General Challenges--There is currently a shortage of medical 
professionals in the United States. As new graduates enter the 
workforce, they are making choices about where they want to work.

      What types of tools do you think would be most effective 
in recruiting and retaining a high-quality workforce?
      We know that many healthcare professionals under age 40 
are ``very unsatisfied'' with working at the VA. Why do you think this 
is? What can the VA do to improve this situation?

    Again, thank you for your testimony. The Subcommittee looks forward 
to receiving your responses by December 4, 2007.

            Sincerely,
                                                 MICHAEL H. MICHAUD
                                                           Chairman

                               __________
                                             University of Colorado
                           Health Science Center School of Medicine
                                                        Denver, CO.
                                                   December 4, 2007
The Honorable Michael Michaud
Chair, Subcommittee on Health
Committee on Veterans' Affairs
United States House of Representatives
335 Cannon House Office Building
Washington, DC 20515

Dear Mr. Chairman:

    The following is in response to your questions regarding my October 
18, 2007, testimony on ``Healthcare Recruitment and Retention at the 
U.S. Department of Veterans Affairs'' before the House Veterans' 
Affairs Subcommittee on Health.

General Challenges--There is currently a shortage of medical 
professionals in the United States. As new graduates enter the 
workforce they are making choices about where they want to work.

    What types of tools do you think would be most effective in 
recruiting and retaining a high-quality workforce?
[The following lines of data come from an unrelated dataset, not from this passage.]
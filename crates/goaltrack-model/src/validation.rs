//! Client-side input validation
//!
//! Everything here runs before a write is issued; a rejected input never
//! reaches the remote store.

use chrono::NaiveDate;
use serde::{Deserialize, Serialize};

/// Input limits applied before persistence
#[derive(Debug, Clone, Copy, PartialEq, Eq, Serialize, Deserialize)]
#[serde(default)]
pub struct Limits {
    /// Maximum characters in a goal/todo title or activity name
    pub max_title_len: usize,
    /// Maximum characters in daily log notes
    pub max_notes_len: usize,
    /// Maximum titles in one bulk todo insert
    pub max_bulk_todos: usize,
    /// Maximum minutes in a single daily log
    pub max_minutes_per_log: u32,
}

impl Default for Limits {
    fn default() -> Self {
        Self {
            max_title_len: 200,
            max_notes_len: 1000,
            max_bulk_todos: 50,
            max_minutes_per_log: 24 * 60,
        }
    }
}

/// Rejected user input
#[derive(Debug, Clone, PartialEq, thiserror::Error)]
pub enum ValidationError {
    /// Required text is blank
    #[error("{field} must not be empty")]
    Empty { field: &'static str },

    /// Text exceeds its limit
    #[error("{field} is too long ({len} > {max} characters)")]
    TooLong {
        field: &'static str,
        len: usize,
        max: usize,
    },

    /// Duration is NaN, infinite, zero or negative
    #[error("duration must be a positive number of minutes, got {0}")]
    InvalidDuration(f64),

    /// Duration exceeds the per-log maximum
    #[error("duration of {minutes} minutes exceeds the {max} minute limit")]
    DurationTooLong { minutes: u32, max: u32 },

    /// Bulk insert larger than allowed
    #[error("too many items in one batch ({count} > {max})")]
    BatchTooLarge { count: usize, max: usize },

    /// Date range with start after end
    #[error("invalid date range: {start} is after {end}")]
    InvalidRange { start: NaiveDate, end: NaiveDate },

    /// Patch that changes nothing
    #[error("update contains no fields")]
    EmptyPatch,
}

fn checked_text(field: &'static str, raw: &str, max: usize) -> Result<String, ValidationError> {
    let trimmed = raw.trim();
    if trimmed.is_empty() {
        return Err(ValidationError::Empty { field });
    }
    let len = trimmed.chars().count();
    if len > max {
        return Err(ValidationError::TooLong { field, len, max });
    }
    Ok(trimmed.to_string())
}

/// Validate a goal or todo title, returning it trimmed
///
/// # Errors
/// `Empty` for blank input, `TooLong` past `limits.max_title_len`
pub fn title(raw: &str, limits: &Limits) -> Result<String, ValidationError> {
    checked_text("title", raw, limits.max_title_len)
}

/// Validate an activity name, returning it trimmed
///
/// # Errors
/// `Empty` for blank input, `TooLong` past `limits.max_title_len`
pub fn activity_name(raw: &str, limits: &Limits) -> Result<String, ValidationError> {
    checked_text("activity name", raw, limits.max_title_len)
}

/// Validate optional notes; blank notes become `None`
///
/// # Errors
/// `TooLong` past `limits.max_notes_len`
pub fn notes(raw: Option<&str>, limits: &Limits) -> Result<Option<String>, ValidationError> {
    match raw.map(str::trim) {
        None | Some("") => Ok(None),
        Some(text) => checked_text("notes", text, limits.max_notes_len).map(Some),
    }
}

/// Validate a duration typed by the user
///
/// Fractional minutes round to the nearest whole minute.
///
/// # Errors
/// `InvalidDuration` for non-finite, non-positive or sub-half-minute input,
/// `DurationTooLong` past `limits.max_minutes_per_log`
pub fn duration_minutes(raw: f64, limits: &Limits) -> Result<u32, ValidationError> {
    if !raw.is_finite() || raw <= 0.0 {
        return Err(ValidationError::InvalidDuration(raw));
    }
    let rounded = raw.round();
    if rounded < 1.0 {
        return Err(ValidationError::InvalidDuration(raw));
    }
    let max = limits.max_minutes_per_log;
    if rounded > f64::from(max) {
        // saturating cast, the value is already known to be out of range
        #[allow(clippy::cast_possible_truncation, clippy::cast_sign_loss)]
        let minutes = rounded.min(f64::from(u32::MAX)) as u32;
        return Err(ValidationError::DurationTooLong { minutes, max });
    }
    #[allow(clippy::cast_possible_truncation, clippy::cast_sign_loss)]
    let minutes = rounded as u32;
    Ok(minutes)
}

/// Validate a list of titles for a bulk insert
///
/// Blank lines are skipped.
///
/// # Errors
/// `Empty` when nothing is left, `BatchTooLarge` past `limits.max_bulk_todos`,
/// or the first failing title
pub fn bulk_titles<S: AsRef<str>>(raw: &[S], limits: &Limits) -> Result<Vec<String>, ValidationError> {
    let titles = raw
        .iter()
        .map(AsRef::as_ref)
        .filter(|t| !t.trim().is_empty())
        .map(|t| title(t, limits))
        .collect::<Result<Vec<_>, _>>()?;

    if titles.is_empty() {
        return Err(ValidationError::Empty { field: "titles" });
    }
    if titles.len() > limits.max_bulk_todos {
        return Err(ValidationError::BatchTooLarge {
            count: titles.len(),
            max: limits.max_bulk_todos,
        });
    }
    Ok(titles)
}

/// Validate an inclusive date range
///
/// # Errors
/// `InvalidRange` when `start > end`
pub fn date_range(start: NaiveDate, end: NaiveDate) -> Result<(NaiveDate, NaiveDate), ValidationError> {
    if start > end {
        return Err(ValidationError::InvalidRange { start, end });
    }
    Ok((start, end))
}
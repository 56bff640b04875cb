//! Goal mutations

use crate::client::SyncClient;
use crate::error::{SyncError, SyncResult};
use crate::mutation::{commit_ids, Action, MutationReport, Pending};
use chrono::Utc;
use goaltrack_model::{validation, Collection, Goal, GoalId, RecordId};

impl SyncClient {
    /// Create a goal
    ///
    /// The goal shows up in the cache immediately under a temporary id,
    /// which is swapped for the server id on commit.
    ///
    /// # Errors
    /// `Validation` for a bad title, `NotSignedIn` without a user
    pub async fn add_goal(&self, title: &str) -> SyncResult<MutationReport<Goal, GoalId>> {
        let title = validation::title(title, &self.config.limits)?;
        let user = self.user()?;

        let temp = GoalId::temporary();
        let provisional = Goal::new(temp.clone(), title.clone(), Utc::now());
        let pending = Pending::begin(self.cache.goals(), |goals| goals.insert_front([provisional]));

        let result = self.store.create_goal(&user, &title).await.map(|goal| goal.id);
        let (snapshot, outcome) = self.settle(Action::AddGoal, pending, result, |goals, id| {
            commit_ids(goals, std::slice::from_ref(&temp), std::slice::from_ref(id));
        });

        Ok(self.finish(&user, Action::AddGoal, snapshot, outcome, None).await)
    }

    /// Delete a goal
    ///
    /// Todos linked to it are kept; their link dangles and they stop
    /// counting toward any goal.
    ///
    /// # Errors
    /// `NotSignedIn`, `NotCached` for an unknown goal, `PendingReference` for
    /// a goal still being created
    pub async fn delete_goal(&self, goal_id: &GoalId) -> SyncResult<MutationReport<Goal, ()>> {
        let user = self.user()?;
        if goal_id.is_temporary() {
            return Err(SyncError::pending(Collection::Goals, goal_id));
        }
        if !self.cache.goals().contains(goal_id) {
            return Err(SyncError::not_cached(Collection::Goals, goal_id));
        }

        let pending = Pending::begin(self.cache.goals(), |goals| {
            goals.remove(goal_id);
        });

        let result = self.store.delete_goal(&user, goal_id).await;
        let (snapshot, outcome) = self.settle(Action::DeleteGoal, pending, result, |_, _| {});

        Ok(self.finish(&user, Action::DeleteGoal, snapshot, outcome, None).await)
    }
}
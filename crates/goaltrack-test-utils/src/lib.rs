//! Testing utilities for goaltrack workspace
//!
//! Shared fixtures, a recording notifier and a ready-to-use client wired to
//! an in-memory store.

#![allow(missing_docs)]

use chrono::{DateTime, Duration, NaiveDate, TimeZone, Utc};
use goaltrack_model::{
    Activity, ActivityId, DailyLog, DailyLogId, Goal, GoalId, NewDailyLog, Todo, TodoId,
    UserId, UserProfile,
};
use goaltrack_store::{MemoryStore, StaticIdentity};
use goaltrack_sync::{Notice, Notifier, SyncClient, SyncConfig};
use parking_lot::Mutex;
use std::sync::Arc;

pub const TEST_UID: &str = "user-1";

/// Fixed instant so ordering in fixtures is deterministic
pub fn epoch() -> DateTime<Utc> {
    Utc.with_ymd_and_hms(2024, 1, 1, 9, 0, 0).unwrap()
}

/// `epoch()` plus `minutes`
pub fn at(minutes: i64) -> DateTime<Utc> {
    epoch() + Duration::minutes(minutes)
}

pub fn date(y: i32, m: u32, d: u32) -> NaiveDate {
    NaiveDate::from_ymd_opt(y, m, d).unwrap()
}

pub fn user() -> UserId {
    UserId::new(TEST_UID)
}

pub fn profile() -> UserProfile {
    UserProfile::new(TEST_UID)
        .with_display_name("Test User")
        .with_email("test@example.com")
}

pub fn goal(id: &str, title: &str) -> Goal {
    Goal::new(GoalId::new(id), title, epoch())
}

pub fn todo(id: &str, goal_id: Option<&str>, is_done: bool) -> Todo {
    let mut todo = Todo::new(TodoId::new(id), format!("todo {id}"), goal_id.map(GoalId::new), epoch());
    todo.is_done = is_done;
    todo
}

pub fn activity(id: &str, name: &str) -> Activity {
    Activity::new(ActivityId::new(id), name)
}

pub fn daily_log(id: &str, activity: &Activity, date: NaiveDate, minutes: u32) -> DailyLog {
    let entry = NewDailyLog {
        activity_id: activity.id.clone(),
        activity_name: activity.name.clone(),
        date,
        duration_minutes: minutes,
        notes: None,
    };
    DailyLog::from_entry(DailyLogId::new(id), entry, epoch())
}

/// Notifier that keeps every notice for later assertions
#[derive(Debug, Default)]
pub struct RecordingNotifier {
    notices: Mutex<Vec<Notice>>,
}

impl RecordingNotifier {
    pub fn new() -> Self {
        Self::default()
    }

    pub fn notices(&self) -> Vec<Notice> {
        self.notices.lock().clone()
    }

    pub fn count(&self) -> usize {
        self.notices.lock().len()
    }
}

impl Notifier for RecordingNotifier {
    fn notify(&self, notice: Notice) {
        self.notices.lock().push(notice);
    }
}

/// Everything a sync test needs
pub struct TestHarness {
    pub client: SyncClient,
    pub store: Arc<MemoryStore>,
    pub identity: Arc<StaticIdentity>,
    pub notifier: Arc<RecordingNotifier>,
}

/// Client signed in as [`TEST_UID`] over an empty in-memory store
pub fn setup_client() -> TestHarness {
    setup_client_with(SyncConfig::default())
}

pub fn setup_client_with(config: SyncConfig) -> TestHarness {
    let store = Arc::new(MemoryStore::new());
    let identity = Arc::new(StaticIdentity::signed_in(profile()));
    let notifier = Arc::new(RecordingNotifier::new());
    let client = SyncClient::new(store.clone(), identity.clone())
        .with_notifier(notifier.clone())
        .with_config(config);
    TestHarness {
        client,
        store,
        identity,
        notifier,
    }
}
//! Typed record identifiers
//!
//! Every collection gets its own string newtype so a `TodoId` can never be
//! passed where a `GoalId` is expected. Ids minted on the client before the
//! remote store confirms a write are *temporary*: they carry the reserved
//! [`TEMP_PREFIX`] followed by a ULID.

use serde::{Deserialize, Serialize};
use std::fmt;
use ulid::Ulid;

/// Prefix reserved for client-side provisional ids
pub const TEMP_PREFIX: &str = "temp-";

/// Behaviour shared by all record ids
pub trait RecordId: Clone + fmt::Debug + fmt::Display + PartialEq + Eq + std::hash::Hash {
    /// Borrow the raw id string
    fn as_str(&self) -> &str;

    /// Mint a fresh provisional id
    fn temporary() -> Self;

    /// Whether this id was minted locally and not yet confirmed
    #[inline]
    fn is_temporary(&self) -> bool {
        self.as_str().starts_with(TEMP_PREFIX)
    }
}

macro_rules! record_id {
    ($(#[$meta:meta])* $name:ident) => {
        $(#[$meta])*
        #[derive(Debug, Clone, PartialEq, Eq, PartialOrd, Ord, Hash, Serialize, Deserialize)]
        #[serde(transparent)]
        pub struct $name(pub String);

        impl $name {
            /// Wrap an existing id string
            #[inline]
            #[must_use]
            pub fn new(id: impl Into<String>) -> Self {
                Self(id.into())
            }

            /// Mint a server-style id (bare ULID)
            #[inline]
            #[must_use]
            pub fn generate() -> Self {
                Self(Ulid::new().to_string())
            }
        }

        impl RecordId for $name {
            #[inline]
            fn as_str(&self) -> &str {
                &self.0
            }

            #[inline]
            fn temporary() -> Self {
                Self(format!("{}{}", TEMP_PREFIX, Ulid::new()))
            }
        }

        impl fmt::Display for $name {
            fn fmt(&self, f: &mut fmt::Formatter<'_>) -> fmt::Result {
                f.write_str(&self.0)
            }
        }

        impl From<&str> for $name {
            fn from(s: &str) -> Self {
                Self(s.to_string())
            }
        }

        impl From<String> for $name {
            fn from(s: String) -> Self {
                Self(s)
            }
        }
    };
}

record_id!(
    /// Goal document id
    GoalId
);
record_id!(
    /// Todo document id
    TodoId
);
record_id!(
    /// Activity document id
    ActivityId
);
record_id!(
    /// Daily log document id
    DailyLogId
);
record_id!(
    /// Opaque user id issued by the identity provider
    UserId
);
    The United States will face a serious doctor shortage in the next 
few decades. As this shortage comes to fruition, the VA will likely 
have an even more difficult time competing with their private 
counterparts for both new and more tenured physicians. With difficulty 
recruiting health professions, the VA can be likened to the rural and 
urban areas, population groups, or medical facilities designated as 
``underserved'' by the U.S. Department of Health and Human Services. 
Programs under the Health Resources and Services Administration (HRSA) 
are effective tools in recruiting and retaining a high-quality health 
professions workforce.
    HRSA manages several programs authorized by Title VII of the Public 
Health Service Act that recruit students to careers in health 
professions and subsequently direct health professionals to underserved 
areas. There could be an opportunity for the VA to collaborate with 
HRSA programs such as the Title VII Centers of Excellence (COE), Health 
Career Opportunities Program (HCOP), and Area Health Education Centers 
(AHECs) to increase recruitment of health professions to the VA. 
However, a dramatic 50 percent cut of the Title VII appropriations in 
FY 2006 continues to threaten the ability of these programs to fulfill 
their missions.
    The National Health Service Corps (NHSC) has a proven track record 
of expanding access for underserved populations by supplying physicians 
to federally designated shortage areas. The NHSC provides scholarship 
and loan forgiveness awards in exchange for service in qualifying 
``health professions shortage areas'' (HPSAs). After five years of 
service, the majority of physicians are able to forgive their entire 
educational debt. Similarly, the VA's Education Debt Reduction Program 
(EDRP) provides newly appointed VA healthcare professionals with 
educational loan repayment awards. However, the EDRP is limited to 
$44,000 spread out over five years of service. As the average medical 
education indebtedness has climbed to over $140,000 in 2007, the 
limited EDRP awards fail to provide an adequate incentive for most 
physicians.
    The VA Medical and Prosthetic Research Program plays an integral 
role in recruiting physicians to the VA. The VA research program is 
exclusively intramural; that is, only VA employees holding at least a 
five-eighths salaried appointment are eligible to receive VA awards. 
Unlike other federal research agencies, VA does not make grants to any 
non-VA entities. As such, the program offers a dedicated funding source 
to attract and retain high-quality physicians and clinical 
investigators to the VA healthcare system.
    State-of-the-art research requires state-of-the-art technology, 
equipment, and facilities. Such an environment promotes excellence in 
teaching and patient care as well as research. It also helps VA recruit 
and retain the best and brightest clinician scientists. In recent 
years, funding for the VA medical and prosthetics research program has 
failed to provide the resources needed to maintain, upgrade, and 
replace aging research facilities. Many VA facilities have run out of 
adequate research space. Ventilation, electrical supply, and plumbing 
appear frequently on lists of needed upgrades along with space 
reconfiguration. Under the current system, research must compete with 
other facility needs for basic infrastructure and physical plant 
support that are funded through the minor construction appropriation.
    To ensure that funding is adequate to meet both immediate and long 
term needs, the AAMC recommends an annual appropriation of $45 million 
in the VA's minor construction budget dedicated to renovating existing 
research facilities and additional major construction funding 
sufficient to replace at least one outdated facility per year to 
address this critical shortage of research space.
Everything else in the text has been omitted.